You have no idea that in the next 24 hours you’ll become fast friends with a girl you’ve really enjoyed watching in hot indie lesbian porn for years. You have no idea that you’ll meet a professor who uses your blog to teach her class on LGBT studies, or that you’ll be climbing into Lynn Breedlove’s little femme-mobile to get to and fro when your shoes and/or alcohol consumption won’t cut it.
You’ll find yourself in a random hotel room amidst piles of pretty shoes and an overflowing cabinet of much-needed snacks and booze.
You’ll find yourself two-stepping with lots and lots of different girls, all smiling shyly and murmuring “slow-slow, quick-quick” and giggling at the “sweetheart position.” You will lead or follow, but you will have to pick one or the other.
You’ll spend way too much money on irresistible wares handcrafted by other femmes, and then you’ll want to spend more.
You’ll find yourself nursing last night’s hangover over toast and marmalade and the life stories of people you’ve only just met – and you’ll find yourself telling your own for the first time in a good, long while.
You’ll find yourself screaming “FINGERBANG!” at a poetry reading, of all things. And then, a few heartbeats later, you’ll find yourself crying. A little. (Typical. Ha. Blame Missy Fuego.)
You’ll be handed brand spanking new, high-quality dildos and harnesses scot-free and you’ll have sexy lesbian porn stars autograph the newly-purchased porn in which they star.
You will steal away from all of this for a quiet moment of reflection and be thankful for the incredible art that permits you to do so gracefully.

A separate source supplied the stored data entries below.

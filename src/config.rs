use std::path::PathBuf;
use std::time::Duration;

use crate::error::{Error, Result};

/// IO strategy for log files.
#[derive(Debug, Clone, Copy, PartialEq, Eq)]
pub enum IoType {
    /// Buffered positional file IO.
    FileIo,
    /// Memory-mapped IO, sized to the file threshold. Speeds up the
    /// sequential scans of reopen and GC.
    MMap,
}

/// How much of each entry the in-memory index retains.
#[derive(Debug, Clone, Copy, PartialEq, Eq)]
pub enum IndexMode {
    /// Index holds only locators; reads fetch values from the log.
    KeyOnly,
    /// Index caches values alongside locators; reads never touch disk.
    KeyValue,
}

/// Configuration for an EmberDB instance.
#[derive(Debug, Clone)]
pub struct Options {
    /// Root directory holding the per-type subdirectories.
    pub db_path: PathBuf,

    /// IO strategy for log files (default: FileIo).
    pub io_type: IoType,

    /// Index memory mode (default: KeyOnly).
    pub index_mode: IndexMode,

    /// Per-file byte limit before rotation (default: 512 MiB).
    pub log_file_size_threshold: u64,

    /// Sync the active file on every write (default: false).
    pub sync: bool,

    /// Period for background GC sweeps (default: 8 hours).
    pub log_file_gc_interval: Duration,

    /// Minimum discard ratio for a file to be a GC candidate (default: 0.5).
    pub log_file_gc_ratio: f64,

    /// Slot count of the per-type discard tables (default: 1024).
    pub discard_buffer_size: usize,
}

impl Default for Options {
    fn default() -> Self {
        Self {
            db_path: PathBuf::from("./emberdb"),
            io_type: IoType::FileIo,
            index_mode: IndexMode::KeyOnly,
            log_file_size_threshold: 512 * 1024 * 1024,
            sync: false,
            log_file_gc_interval: Duration::from_secs(8 * 60 * 60),
            log_file_gc_ratio: 0.5,
            discard_buffer_size: 1024,
        }
    }
}

impl Options {
    /// Create options rooted at the given directory.
    pub fn new(db_path: impl Into<PathBuf>) -> Self {
        Self {
            db_path: db_path.into(),
            ..Default::default()
        }
    }

    /// Set the IO strategy.
    pub fn io_type(mut self, io_type: IoType) -> Self {
        self.io_type = io_type;
        self
    }

    /// Set the index memory mode.
    pub fn index_mode(mut self, mode: IndexMode) -> Self {
        self.index_mode = mode;
        self
    }

    /// Set the per-file rotation threshold.
    pub fn log_file_size_threshold(mut self, bytes: u64) -> Self {
        self.log_file_size_threshold = bytes;
        self
    }

    /// Enable sync-on-every-write.
    pub fn sync(mut self, sync: bool) -> Self {
        self.sync = sync;
        self
    }

    /// Set the background GC sweep interval.
    pub fn log_file_gc_interval(mut self, interval: Duration) -> Self {
        self.log_file_gc_interval = interval;
        self
    }

    /// Set the minimum discard ratio for GC eligibility.
    pub fn log_file_gc_ratio(mut self, ratio: f64) -> Self {
        self.log_file_gc_ratio = ratio;
        self
    }

    /// Set the discard table slot count.
    pub fn discard_buffer_size(mut self, slots: usize) -> Self {
        self.discard_buffer_size = slots;
        self
    }

    /// Reject configurations the engine cannot run with.
    pub fn validate(&self) -> Result<()> {
        if self.db_path.as_os_str().is_empty() {
            return Err(Error::InvalidOptions("db path must not be empty".into()));
        }
        if self.log_file_size_threshold < 64 * 1024 {
            return Err(Error::InvalidOptions(
                "log file size threshold must be at least 64 KiB".into(),
            ));
        }
        // Discard slots store sizes as u32.
        if self.log_file_size_threshold > u32::MAX as u64 {
            return Err(Error::InvalidOptions(
                "log file size threshold must fit in 4 GiB".into(),
            ));
        }
        if !(self.log_file_gc_ratio > 0.0 && self.log_file_gc_ratio <= 1.0) {
            return Err(Error::InvalidOptions(
                "gc ratio must be within (0, 1]".into(),
            ));
        }
        if self.discard_buffer_size == 0 {
            return Err(Error::InvalidOptions(
                "discard buffer size must be non-zero".into(),
            ));
        }
        Ok(())
    }
}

You’re just not prepared for that kind of awesome until you see for yourself how much momentum can be built on the strong and lovely backs of femmes of all stripes for days and weeks and months and it’s finally happening right before your eyes, and the very first thing you do on a Sunday morning is watch a hot femme fuck a hot dyke on a hot bike going 50mph on a foggy San Francisco highway in a short femme film.
And you thank the powers that be that this. is. your. life.
Fit for a Femme and Queer Fat Femme and Puppy
Sure, FemmeCon is flawed. At the closing remarks on Sunday, the steering committee took responsibility for the conference’s lack of diversity and pledged to recruit more transgendered femmes, elderly femmes, more femmes of color and of varying classes for the 2012 conference. There were a few technical and scheduling glitches on the organizing side, and questionable haircuts on the attendee side. Alas, I was learning and evolving constantly, humbly. It was sobering, but in a way that flooded me with lasting wonder and inspiration.
I have always prided myself on being an open-minded person. This past weekend I learned that being open-minded only gets you as far as what you know or what you may think you know, but being sincerely open-hearted? Well, my dearest darlings, I hate to sound trite, but that will give you the world.